CORRESPONDENCIA
La muestra recoge, quizá con excesivo laconismo, lo más destacado de la vida de este vitoriano, a quien, como a otros muchos, la guerra civil hizo abandonar su tierra, en este caso para establecerse definitivamente en París, ciudad donde murió. Nunca pensó Landáburu que había de acabar sus días allí, siempre soñando con el regreso a Vitoria, pero sus deseos no se vieron cumplidos. El trato con su familia y amigos gasteiztarras era continuo, y sus hijos, al comienzo del verano, pasaban la frontera de Irún para pasar una larga temporada en nuestra ciudad. Pero el padre nunca pudo regresar.
La exposición viene acompañada de un libro firmado por el comisario, Alexander Ugalde, profesor de la Universidad del País Vasco. Se trata de una obra sencilla, de 80 páginas en edición bilingüe, muy pedagógica, cuya mayor parte se presenta cronológicamente. A esta parte sigue una sección con opiniones sobre Landáburu de personas como Salvador de Madariaga, Manuel de Irujo, Venancio del Val, Emilio Guevara Iñiguez (padre del ex diputado general), etc.
Alavés de pro
Y el libro termina con una breve selección de textos del diputado alavés. Hay numerosas ilustraciones, con retratos de una intensa vida truncada a los 55 años.
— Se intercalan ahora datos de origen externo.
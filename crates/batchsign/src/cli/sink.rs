//! Failure reporting for CI hosts

use batchsign_signing::FailureSink;
use tracing::error;

use super::output;

/// Reports the fatal failure as a GitHub Actions error annotation when
/// running there, otherwise as a console error.
#[derive(Debug, Clone, Copy)]
pub struct CiFailureSink {
    github_actions: bool,
}

impl CiFailureSink {
    /// Detect the host from the environment
    pub fn detect() -> Self {
        Self {
            github_actions: std::env::var("GITHUB_ACTIONS").is_ok(),
        }
    }

    /// Workflow command marking the job as failed
    fn annotation(message: &str) -> String {
        let escaped = message
            .replace('%', "%25")
            .replace('\r', "%0D")
            .replace('\n', "%0A");
        format!("::error::{}", escaped)
    }
}

impl FailureSink for CiFailureSink {
    fn set_failed(&self, message: &str) {
        error!("{}", message);
        if self.github_actions {
            println!("{}", Self::annotation(message));
        } else {
            output::error(message);
        }
    }
}

#[cfg(test)]
mod tests {
    use super::*;

    #[test]
    fn test_annotation_escapes_message() {
        assert_eq!(
            CiFailureSink::annotation("Failed to sign 'a.exe'.\n100% broken"),
            "::error::Failed to sign 'a.exe'.%0A100%25 broken"
        );
    }
}
//! Certificate provisioning
//!
//! The certificate arrives base64-encoded through the inputs. It is written
//! to a fixed file and imported into the certificate store, after which the
//! signing tool can select it by thumbprint or subject name. Both steps
//! report failure as `false` plus a log line; neither returns an error.

use std::path::PathBuf;
use std::sync::Arc;

use base64::alphabet;
use base64::engine::{DecodePaddingMode, GeneralPurpose, GeneralPurposeConfig};
use base64::Engine as _;
use batchsign_core::inputs::{self, InputResolver};
use batchsign_core::Config;
use tracing::{error, info, warn};

use crate::command::{CommandRunner, ShellCommand};

/// Standard alphabet, padding optional
const LENIENT_BASE64: GeneralPurpose = GeneralPurpose::new(
    &alphabet::STANDARD,
    GeneralPurposeConfig::new().with_decode_padding_mode(DecodePaddingMode::Indifferent),
);

/// Writes the configured certificate to disk and imports it into the store
pub struct CertificateProvisioner {
    inputs: Arc<dyn InputResolver>,
    runner: Arc<dyn CommandRunner>,
    certificate_path: PathBuf,
    import_tool: String,
}

impl CertificateProvisioner {
    /// Create a provisioner writing to `certificate_path`
    pub fn new(
        inputs: Arc<dyn InputResolver>,
        runner: Arc<dyn CommandRunner>,
        certificate_path: impl Into<PathBuf>,
        import_tool: impl Into<String>,
    ) -> Self {
        Self {
            inputs,
            runner,
            certificate_path: certificate_path.into(),
            import_tool: import_tool.into(),
        }
    }

    /// Create a provisioner using the certificate settings from `config`
    pub fn from_config(
        config: &Config,
        inputs: Arc<dyn InputResolver>,
        runner: Arc<dyn CommandRunner>,
    ) -> Self {
        Self::new(
            inputs,
            runner,
            config.certificate.path.clone(),
            config.certificate.import_tool.clone(),
        )
    }

    /// Decode the certificate input and write it to the certificate file.
    ///
    /// Returns `false` without writing anything when the input is empty.
    pub async fn materialize(&self) -> bool {
        let certificate = match decode_certificate(&self.inputs.input(inputs::CERTIFICATE)) {
            Ok(bytes) => bytes,
            Err(e) => {
                warn!("The value for \"certificate\" is not valid base64: {}", e);
                return false;
            }
        };

        if certificate.is_empty() {
            info!("The value for \"certificate\" is not set.");
            return false;
        }

        info!(
            "Writing {} bytes to {}.",
            certificate.len(),
            self.certificate_path.display()
        );
        if let Err(e) = tokio::fs::write(&self.certificate_path, &certificate).await {
            error!(
                path = %self.certificate_path.display(),
                "Failed to write certificate: {}", e
            );
            return false;
        }

        true
    }

    /// Import the certificate file into the store with the configured password
    pub async fn import_to_store(&self) -> bool {
        let password = self.inputs.input(inputs::PASSWORD);
        if password.is_empty() {
            info!("Password is required to add pfx certificate to store");
            return false;
        }

        let command = self.import_command(&password);
        match self.runner.run(&command).await {
            Ok(output) => {
                info!("{}", output.stdout.trim_end());
                true
            }
            Err(failure) => {
                failure.log();
                false
            }
        }
    }

    fn import_command(&self, password: &str) -> ShellCommand {
        ShellCommand::new(format!(
            "{} -f -p {} -importpfx {}",
            self.import_tool,
            password,
            self.certificate_path.display()
        ))
        .secret(password)
    }
}

/// Decode base64 text, ignoring embedded whitespace such as line wraps
fn decode_certificate(encoded: &str) -> Result<Vec<u8>, base64::DecodeError> {
    let compact: String = encoded.chars().filter(|c| !c.is_ascii_whitespace()).collect();
    LENIENT_BASE64.decode(compact)
}
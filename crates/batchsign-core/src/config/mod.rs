//! Configuration system for batchsign

pub mod defaults;
mod loader;
mod types;
pub mod validation;

pub use defaults::*;
pub use loader::*;
pub use types::*;
pub use validation::*;
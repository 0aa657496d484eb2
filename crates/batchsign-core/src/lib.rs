//! batchsign core - configuration and input resolution
//!
//! This crate provides the tool-level configuration (SDK location, tool
//! names, retry limits) and the key-value input resolver the signing run
//! reads its per-invocation values from.

pub mod config;
pub mod error;
pub mod inputs;

pub use config::Config;
pub use error::{ConfigError, CoreError, InputError, Result};
pub use inputs::{EnvInputs, InputResolver, LayeredInputs, MapInputs};
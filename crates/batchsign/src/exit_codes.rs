//! Exit codes for the CLI

/// Success, including runs that stopped early for lack of a certificate
pub const SUCCESS: i32 = 0;

/// The run was reported as failed
pub const FAILURE: i32 = 1;

/// Configuration error
pub const CONFIG_ERROR: i32 = 2;
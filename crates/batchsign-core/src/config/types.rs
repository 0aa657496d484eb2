//! Configuration types

use serde::{Deserialize, Serialize};
use std::path::PathBuf;

use super::defaults;

/// Main configuration for batchsign
#[derive(Debug, Clone, Default, Serialize, Deserialize)]
#[serde(default)]
pub struct Config {
    /// Where to find the signing tool
    pub tool: ToolConfig,

    /// Certificate provisioning
    pub certificate: CertificateConfig,

    /// Sign command and retry behaviour
    pub signing: SigningConfig,
}

/// Signing tool discovery configuration
#[derive(Debug, Clone, Serialize, Deserialize)]
#[serde(default)]
pub struct ToolConfig {
    /// Root directory holding one subdirectory per installed SDK version
    pub sdk_root: PathBuf,

    /// Architecture subdirectory below each SDK version
    pub arch: String,

    /// File name of the signing tool binary
    pub name: String,
}

impl Default for ToolConfig {
    fn default() -> Self {
        Self {
            sdk_root: PathBuf::from(defaults::DEFAULT_SDK_ROOT),
            arch: defaults::DEFAULT_TOOL_ARCH.to_string(),
            name: defaults::DEFAULT_TOOL_NAME.to_string(),
        }
    }
}

/// Certificate provisioning configuration
#[derive(Debug, Clone, Serialize, Deserialize)]
#[serde(default)]
pub struct CertificateConfig {
    /// Where the decoded certificate is written before import
    pub path: PathBuf,

    /// Store-import utility
    pub import_tool: String,
}

impl Default for CertificateConfig {
    fn default() -> Self {
        Self {
            path: defaults::default_certificate_path(),
            import_tool: defaults::DEFAULT_IMPORT_TOOL.to_string(),
        }
    }
}

/// Sign command configuration
#[derive(Debug, Clone, Serialize, Deserialize)]
#[serde(default)]
pub struct SigningConfig {
    /// Timestamp authority used when no `timestampUrl` input is given
    pub default_timestamp_url: String,

    /// Sign attempts per file before the run is aborted
    pub max_attempts: u32,
}

impl Default for SigningConfig {
    fn default() -> Self {
        Self {
            default_timestamp_url: defaults::DEFAULT_TIMESTAMP_URL.to_string(),
            max_attempts: defaults::DEFAULT_MAX_ATTEMPTS,
        }
    }
}

#[cfg(test)]
mod tests {
    use super::*;

    #[test]
    fn test_default_config() {
        let config = Config::default();
        assert_eq!(config.tool.name, "signtool.exe");
        assert_eq!(config.tool.arch, "x86");
        assert_eq!(config.certificate.import_tool, "certutil");
        assert_eq!(config.signing.max_attempts, 10);
        assert_eq!(
            config.signing.default_timestamp_url,
            "http://timestamp.digicert.com"
        );
        assert!(config.certificate.path.ends_with("certificate.pfx"));
    }

    #[test]
    fn test_partial_toml_keeps_defaults() {
        let config: Config = toml::from_str("[signing]\nmax_attempts = 3").unwrap();
        assert_eq!(config.signing.max_attempts, 3);
        assert_eq!(config.tool.name, "signtool.exe");
    }
}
Sólo hemos echado en falta una bibliografía de y sobre Landáburu, que hubiera resultado de gran utilidad.
Es difícil resumir en pocas líneas la personalidad de Landáburu. Mencionemos que acabó la carrera de Derecho a los 19 años, no pudiendo ejercer hasta los 21, tal como ordenaba la ley. Por entonces era ya un hombre bien conocido en Vitoria. Fue articulista prolífico. Uno de sus primeros artículos, escrito a los 18 años, se tituló 'Pasa la Virgen... La proximidad de la procesión del Rosario'. Asumió generosamente numerosas tareas en el campo de la cultura, entre ellas la secretaría de la delegación alavesa de Eusko Ikaskuntza (1925) y la secretaría del Grupo Baraibar (1928) para el fomento del euskera en nuestra provincia. Pocos saben que la letra del himno del Deportivo Alavés la escribió Landáburu, el cual, junto con el malogrado Luis Apraiz, médico muerto en plena juventud, es autor del espectáculo 'Que la victoria nos sonría', dedicado a nuestro equipo de fútbol, espectáculo estrenado el 28 de junio de 1928 y repetido a los pocos días, dado el éxito obtenido.
Primer diputado
Francisco Javier de Landáburu fue el primer alavés diputado nacionalista en Madrid (1933), dejando huella con su tesón en favor de Álava y peleando por la autonomía. Citemos que participó en la redacción del anteproyecto de Estatuto (1931), tomando parte activa en el referéndum de 1933. Ya en el exilio, tras su detención en 1936, pudo ocultarse durante largo tiempo, hasta ganar la frontera. También debió evitar las garras de la Gestapo en Francia. Su labor estuvo ligada al Gobierno vasco, del que fue nombrado vicepresidente en 1960. Y en todo momento desplegó una enorme actividad en favor del movimiento europeo y por la unión de los partidos demócrata-cristianos. Añadiremos que las represalias políticas de los franquistas se cebaron también en sus dos hermanas, inhabilitadas como profesoras.
De las intervenciones del día de la inauguración recordaremos aquí la de Itziar, la única hija de Landáburu, mencionando que sus dos hermanos, Gorka y Ander, se tienen que desplazar con guardaespaldas, por culpa de otro totalitarismo.
Y una reflexión y una sugerencia para terminar. Podría hacerse una prueba entre los escolares alaveses que terminan el bachillerato. Se les pondría delante una lista con una decena de personajes, por ejemplo, el canciller Ayala, Fermín Lasuen, Samaniego, el general Alava, Moraza, Becerro de Bengoa, Amárica, Baraibar, Landáburu, Ignacio Aldecoa y Micaela Portilla. ¿Cuántos pasarían dignamente la prueba? Nosotros sabemos que muy pocos, porque eso está a la vista. ¿O alguien lo duda?